DEVO was already taken

The Linux movement has gathered a lot of steam lately, and rightfully so. With Microsoft slapping down heavy price tags on their operating systems, a free alternative is always welcome for users who just want the basics. If you are really one of those people who knows a bit about computing, then it becomes pretty powerful as well. However, the entire "war" gets stale at times. The strengths that both sides cling to sometimes sound flashy, but aren't nearly as clear-cut as they sound.

Microsoft is a brand, and therefore has third party backing and a wallet to buy what they don't already have going for it. Linux is free and will only go as far as the community will push it, and despite eliminating some of the biggest bottlenecks a Windows OS will have, that push isn't going to dethrone anything.

The sheer lunacy of some Linux fans can be summed up in one tangible object: the EVO. I read about this a while back, and there was some excitement on my part. It sounded like it was going to be a full-console version of the GP32 line. That would really get some people excited. A Linux-box with gaming architecture? If we could just harness this power for awesome...

Yet, looking at the spec sheet, it's just a computer. To be fair, what you will actually pay for is a Linux Media Center PC with bundled Logitech gaming devices (keyboard, mouse, and controller). The deal itself isn't too bad at $379, and you could do a lot worse.

I, however, am not a deal finder blog. I'm not here to find you a great tech steal. What I can do is bash this console thoroughly, and that's what I'm going to do.

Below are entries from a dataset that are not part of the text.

//! Best-effort numeric parsing for OBJ and MTL tokens
//!
//! Malformed numbers never abort a load. Each helper returns the parsed value
//! or the caller's default.

/// Parse a float token, falling back to `default`
pub fn parse_or(token: &str, default: f32) -> f32 {
    token.parse().unwrap_or(default)
}

/// Read up to `N` floats from a token stream
///
/// Components are read left to right. The first missing or unparsable token
/// stops reading, leaving that component and every later one at its default.
pub fn parse_floats<'a, const N: usize>(
    tokens: impl IntoIterator<Item = &'a str>,
    defaults: [f32; N],
) -> [f32; N] {
    let mut values = defaults;
    let mut tokens = tokens.into_iter();

    for value in &mut values {
        match tokens.next().map(str::parse::<f32>) {
            Some(Ok(parsed)) => *value = parsed,
            _ => break,
        }
    }

    values
}

/// Parse a face index part
///
/// Reads an optional sign followed by leading digits, so `"12abc"` gives 12.
/// Empty or non-numeric parts give 0, which OBJ never uses as an index.
pub fn parse_index(part: &str) -> i64 {
    let part = part.trim();
    let (sign, digits) = match part.as_bytes().first() {
        Some(b'-') => (-1, &part[1..]),
        Some(b'+') => (1, &part[1..]),
        _ => (1, part),
    };

    let end = digits
        .find(|c: char| !c.is_ascii_digit())
        .unwrap_or(digits.len());

    digits[..end].parse::<i64>().map_or(0, |value| sign * value)
}
//! Scenario tests for OBJ/MTL loading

First of all, this was supposed to be a console. The word itself has a pretty broad scope, but when I think of a gaming console, I think of an architecture that is not PC in nature. If someone actually took the time and effort to design even a low-spec Linux console with an open SDK available to the public, then gamers would have themselves a gem. To be able to toy around with the speed, efficiency, and capabilities a gaming console had to offer without having to hack the damned console into submission would get us all away from poking at our current gen setups and focus is on actually doing something new and uncharted.

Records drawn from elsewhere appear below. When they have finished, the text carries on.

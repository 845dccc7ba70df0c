//! # Loader Configuration
//!
//! Settings that change how OBJ files are turned into vertex buffers.
//! They serialize to TOML or RON through the [`Config`] trait, so tools can
//! keep them next to the models they load.
//!
//! ## Example
//!
//! ```toml
//! deduplicate_vertices = true
//! dedup_strategy = "Hashed"
//! log_unknown_directives = false
//! load_materials = true
//! ```

use serde::{Serialize, Deserialize};

// Re-export from the config module for convenience
pub use crate::config::{Config, ConfigError};

/// How a vertex buffer finds an existing copy of a vertex
#[derive(Debug, Clone, Copy, PartialEq, Eq, Default, Serialize, Deserialize)]
pub enum DedupStrategy {
    /// Compare against every stored vertex with exact float equality.
    /// Quadratic, fine for hand-authored meshes.
    #[default]
    LinearScan,
    /// Hash lookup keyed on the exact bit pattern of the vertex.
    ///
    /// Differs from float equality only for `0.0`/`-0.0` (kept apart) and
    /// NaN payloads (merged when bit-identical).
    Hashed,
}

/// # OBJ Loader Configuration
///
/// Controls vertex deduplication and diagnostics for [`crate::assets::ObjModel`].
#[derive(Debug, Clone, PartialEq, Eq, Serialize, Deserialize)]
#[serde(default)]
pub struct ObjLoaderConfig {
    /// Reuse an existing index when an identical vertex is added again
    pub deduplicate_vertices: bool,
    /// Lookup used when deduplicating
    pub dedup_strategy: DedupStrategy,
    /// Emit a warning for directives the loader does not understand
    pub log_unknown_directives: bool,
    /// Follow `mtllib` references
    pub load_materials: bool,
}

impl Default for ObjLoaderConfig {
    fn default() -> Self {
        Self {
            deduplicate_vertices: true,
            dedup_strategy: DedupStrategy::LinearScan,
            log_unknown_directives: true,
            load_materials: true,
        }
    }
}

impl Config for ObjLoaderConfig {}

impl ObjLoaderConfig {
    /// Configuration tuned for large meshes
    pub fn hashed() -> Self {
        Self {
            dedup_strategy: DedupStrategy::Hashed,
            ..Default::default()
        }
    }

    /// Check that the settings make sense together
    pub fn validate(&self) -> Result<(), ConfigError> {
        if !self.deduplicate_vertices && self.dedup_strategy != DedupStrategy::LinearScan {
            return Err(ConfigError::Invalid(format!(
                "dedup_strategy {:?} requires deduplicate_vertices",
                self.dedup_strategy
            )));
        }
        Ok(())
    }
}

The website selling the thing is actually making this claim:
"The amazing thing about EVO is that you can use your existing keyboard and mouse with the system. Insert your keyboard and mouse into the EVO USB ports and the system will instantly recognize your peripheral device."
This is clearly a futuristic concept.

In fact, many of the other claims are basically PC selling points made to sound as if there is actually something separating themselves from any other computer. To top it all off, in their list of appliances that can be substituted by having this miracle device in your living room, they list an HD DVD player. I don't hold a business degree, but I'm pretty sure that, in the middle of a recession, the last thing you want to do is embrace a technology that painfully died last year.

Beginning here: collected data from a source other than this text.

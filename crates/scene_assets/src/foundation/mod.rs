//! Foundation module - Core utilities and types
//!
//! This module provides fundamental utilities used throughout the crate:
//! - Math types shared by the loader and mesh export
//! - Logging utilities

pub mod math;
pub mod logging;
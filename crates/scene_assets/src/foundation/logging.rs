//! Logging utilities and structured logging support

pub use log::{debug, info, warn, error, trace};

/// Initialize logging with a default level that `RUST_LOG` can still override
///
/// Returns `false` when a logger was already installed, which happens when
/// several tests or tools race to initialize it.
pub fn init_with_level(level: log::LevelFilter) -> bool {
    env_logger::Builder::new()
        .filter_level(level)
        .parse_default_env()
        .try_init()
        .is_ok()
}

#[cfg(test)]
mod tests {
    use super::*;

    #[test]
    fn test_second_init_is_rejected() {
        init_with_level(log::LevelFilter::Debug);
        assert!(!init_with_level(log::LevelFilter::Trace));
        info!("logger installed");
    }
}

Now, despite Envizions clear attempts to sabotage themselves, they claim to have sold enough PC's to be optimistic. Trouble is, the whole idea isn't ready for prime time anyway, and the concept they are selling is doomed to fail. Even if they were selling a gaming console, the moderate-at-best success of the GP32 and its successors combined with the quick rise of portable gaming power spells bad news for an open source gaming console.

The reality is that the open source community is not a group you should rely upon to back a console. Even those who are actively developing in that scene will tell you that the crap far outweighs the quality. To even imagine that the open source community is going to put together a killer gaming app anytime soon is just plain nuts. The ideas are there, the concepts are great, and there's certainly some talented individuals in that sector, but you are ten times more likely to get fifty Quake clones in your first year of business than one single title that could compete with any decent last-gen game.

Besides, even if someone did, they'd get paid to make sure it ends up on a legitimate gaming console, or at least Steam.